Ghost is owned by millionaire-polymath Arne Glimcher, founder of the Pace Gallery (which Forbes estimates has annual revenues of $450 million), who also directed critically acclaimed films such as 1992’s Mambo Kings, and the 2008 documentary, Picasso and Braque Go to the Movies.
He also garnered an Oscar nomination for writing the lyrics to Beautiful Maria of My Soul, a song from the Mambo Kings. Mr. Brenta’s design fused the utilitarian aspects of racing boats with the aesthetics of pleasure
cruisers built in the early 1900s.
Air was built for Augusto Perfetti, owner (along with his brother, Giorgio), of Perfetti Van Melle, the third-largest candy maker in the world. Their father, Ambrosia, started a chewing gum business in Italy after World War II, which eventually grew into one of Europe’s most prosperous conglomerates, known to Americans chiefly as the owner of Mentos.
This is Mr. Perfetti’s second Air.

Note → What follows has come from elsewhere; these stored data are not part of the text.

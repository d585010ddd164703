//! Rebuilding the registry from the config source.

use std::sync::Arc;

use thiserror::Error;

use crate::observability::metrics;
use crate::registry::Registry;
use crate::source::{ConfigSource, SourceError, VersionLedger};
use crate::store::MetricsStore;

#[derive(Debug, Error)]
pub enum ReloadError {
    /// Listing failed. Nothing was changed.
    #[error("config source unavailable: {0}")]
    SourceUnavailable(#[from] SourceError),

    /// Every listed document failed to fetch. Nothing was changed.
    #[error("none of the {0} listed config documents could be read")]
    FetchFailed(usize),

    /// The reload completed but defined no services.
    #[error("no services defined in {0}")]
    EmptyRegistry(String),
}

/// Counts from one applied reload.
#[derive(Debug, Clone, Default, PartialEq, Eq)]
pub struct ReloadSummary {
    pub documents: usize,
    pub rejected: usize,
    pub services: usize,
    pub domains: usize,
}

/// Applies the documents of a config source to the registry.
pub struct ConfigLoader {
    source: Arc<dyn ConfigSource>,
    registry: Arc<Registry>,
    store: Arc<MetricsStore>,
    ledger: Arc<VersionLedger>,
}

impl ConfigLoader {
    pub fn new(
        source: Arc<dyn ConfigSource>,
        registry: Arc<Registry>,
        store: Arc<MetricsStore>,
        ledger: Arc<VersionLedger>,
    ) -> Self {
        Self {
            source,
            registry,
            store,
            ledger,
        }
    }

    pub fn source(&self) -> &Arc<dyn ConfigSource> {
        &self.source
    }

    /// Replace the registry with the source's current documents.
    ///
    /// Documents are fetched before anything is flushed, so a source that
    /// cannot be read leaves the previous registry and results in place.
    /// Documents that fail to fetch or decode are skipped. Stored results
    /// are cleared so domains removed from config stop being reported.
    pub async fn reload(&self) -> Result<ReloadSummary, ReloadError> {
        let tags = self.source.list().await?;

        let mut documents = Vec::with_capacity(tags.len());
        let mut rejected = 0;
        for key in tags.keys() {
            match self.source.fetch(key).await {
                Ok(raw) => documents.push((key.as_str(), raw)),
                Err(e) => {
                    tracing::error!(key = %key, error = %e, "Cannot fetch config document");
                    rejected += 1;
                }
            }
        }
        if documents.is_empty() && !tags.is_empty() {
            return Err(ReloadError::FetchFailed(tags.len()));
        }

        self.registry.flush();
        self.store.flush();

        for (key, raw) in &documents {
            match self.registry.update(raw) {
                Ok(services) => tracing::debug!(key = %key, services, "Config document applied"),
                Err(e) => {
                    tracing::error!(key = %key, error = %e, "Rejected config document");
                    metrics::record_rejected_document();
                    rejected += 1;
                }
            }
        }

        let summary = ReloadSummary {
            documents: documents.len(),
            rejected,
            services: self.registry.service_count(),
            domains: self.registry.list_domains().len(),
        };
        self.ledger.record(tags);

        if self.registry.is_empty() {
            return Err(ReloadError::EmptyRegistry(self.source.describe()));
        }
        Ok(summary)
    }
}

#[cfg(test)]
pub(crate) mod tests {
    use super::*;
    use std::collections::BTreeMap;
    use std::io;
    use std::sync::atomic::{AtomicBool, Ordering};
    use std::sync::Mutex;

    use futures_util::future::BoxFuture;

    use crate::probe::Endpoints;
    use crate::source::VersionTags;

    /// Config source held in memory.
    #[derive(Default)]
    pub(crate) struct MemorySource {
        docs: Mutex<BTreeMap<String, Vec<u8>>>,
        unavailable: AtomicBool,
        unreadable: AtomicBool,
    }

    impl MemorySource {
        pub(crate) fn put(&self, key: &str, body: &str) {
            self.docs.lock().unwrap().insert(key.into(), body.as_bytes().to_vec());
        }

        pub(crate) fn remove(&self, key: &str) {
            self.docs.lock().unwrap().remove(key);
        }

        pub(crate) fn set_unavailable(&self, value: bool) {
            self.unavailable.store(value, Ordering::SeqCst);
        }

        fn set_unreadable(&self, value: bool) {
            self.unreadable.store(value, Ordering::SeqCst);
        }
    }

    impl ConfigSource for MemorySource {
        fn list(&self) -> BoxFuture<'_, Result<VersionTags, SourceError>> {
            Box::pin(async move {
                if self.unavailable.load(Ordering::SeqCst) {
                    return Err(SourceError::List {
                        path: "memory".into(),
                        source: io::Error::new(io::ErrorKind::Other, "offline"),
                    });
                }
                let docs = self.docs.lock().unwrap();
                Ok(docs.iter().map(|(k, v)| (k.clone(), hex::encode(v))).collect())
            })
        }

        fn fetch<'a>(&'a self, key: &'a str) -> BoxFuture<'a, Result<Vec<u8>, SourceError>> {
            Box::pin(async move {
                let missing = || SourceError::Fetch {
                    key: key.to_string(),
                    source: io::Error::new(io::ErrorKind::NotFound, "gone"),
                };
                if self.unreadable.load(Ordering::SeqCst) {
                    return Err(missing());
                }
                self.docs.lock().unwrap().get(key).cloned().ok_or_else(missing)
            })
        }

        fn describe(&self) -> String {
            "memory".to_string()
        }
    }

    struct Fixture {
        source: Arc<MemorySource>,
        registry: Arc<Registry>,
        store: Arc<MetricsStore>,
        ledger: Arc<VersionLedger>,
        loader: ConfigLoader,
    }

    fn fixture() -> Fixture {
        let source = Arc::new(MemorySource::default());
        let registry = Arc::new(Registry::new());
        let store = Arc::new(MetricsStore::new());
        let ledger = Arc::new(VersionLedger::new());
        let loader = ConfigLoader::new(source.clone(), registry.clone(), store.clone(), ledger.clone());
        Fixture {
            source,
            registry,
            store,
            ledger,
            loader,
        }
    }

    #[tokio::test]
    async fn test_reload_applies_all_documents() {
        let f = fixture();
        f.source.put("a.json", r#"{"web": {"domains": {"a.example.com": []}}}"#);
        f.source.put("b.json", r#"{"api": {"domains": {"b.example.com": [], "c.example.com": []}}}"#);

        let summary = f.loader.reload().await.unwrap();

        assert_eq!(summary.documents, 2);
        assert_eq!(summary.services, 2);
        assert_eq!(summary.domains, 3);
        assert!(!f.ledger.differs_from(&f.source.list().await.unwrap()));
    }

    #[tokio::test]
    async fn test_reload_drops_removed_domains() {
        let f = fixture();
        f.source.put("a.json", r#"{"web": {"domains": {"a.example.com": []}}}"#);
        f.source.put("b.json", r#"{"api": {"domains": {"b.example.com": []}}}"#);
        f.loader.reload().await.unwrap();
        f.store.set("b.example.com", Endpoints::new());

        f.source.remove("b.json");
        f.loader.reload().await.unwrap();

        assert_eq!(f.registry.list_domains(), vec!["a.example.com"]);
        assert!(f.store.get("b.example.com").is_none());
    }

    #[tokio::test]
    async fn test_malformed_document_skipped() {
        let f = fixture();
        f.source.put("a.json", r#"{"web": {"domains": {"a.example.com": []}}}"#);
        f.source.put("broken.json", "{not json");

        let summary = f.loader.reload().await.unwrap();

        assert_eq!(summary.rejected, 1);
        assert_eq!(f.registry.list_domains(), vec!["a.example.com"]);
    }

    #[tokio::test]
    async fn test_unavailable_source_keeps_state() {
        let f = fixture();
        f.source.put("a.json", r#"{"web": {"domains": {"a.example.com": []}}}"#);
        f.loader.reload().await.unwrap();
        f.store.set("a.example.com", Endpoints::new());

        f.source.set_unavailable(true);
        let result = f.loader.reload().await;

        assert!(matches!(result, Err(ReloadError::SourceUnavailable(_))));
        assert_eq!(f.registry.list_domains(), vec!["a.example.com"]);
        assert!(f.store.get("a.example.com").is_some());
    }

    #[tokio::test]
    async fn test_unreadable_documents_keep_state() {
        let f = fixture();
        f.source.put("a.json", r#"{"web": {"domains": {"a.example.com": []}}}"#);
        f.loader.reload().await.unwrap();

        f.source.set_unreadable(true);
        let result = f.loader.reload().await;

        assert!(matches!(result, Err(ReloadError::FetchFailed(1))));
        assert_eq!(f.registry.list_domains(), vec!["a.example.com"]);
    }

    #[tokio::test]
    async fn test_empty_source_is_error() {
        let f = fixture();
        assert!(matches!(f.loader.reload().await, Err(ReloadError::EmptyRegistry(_))));

        f.source.put("empty.json", "{}");
        assert!(matches!(f.loader.reload().await, Err(ReloadError::EmptyRegistry(_))));
    }
}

The first was built in 2005, but was sold to Russian billionaire and politician Suleyman Abusaidovich Kerimov (who has made successive fortunes in oil and gold) after the oligarch — who was targeted by U.S. sanctions in April of this year — made the candy maker, “an offer I couldn’t refuse.” Mr. Kerimov quickly renamed his new boat Ice, and Mr. Perfetti promptly commissioned another Air, shown here.
Watching these vessels, with their turbulent pedigrees, glide serenely
by one another brought to mind these lines from Henry Wadsworth Longfellow:
Ships that pass in the night, and speak each other in passing,
Only a signal shown and a distant voice in the darkness;
So on the ocean of life we pass and speak one another,
Only a look and a voice, then darkness again and a silence.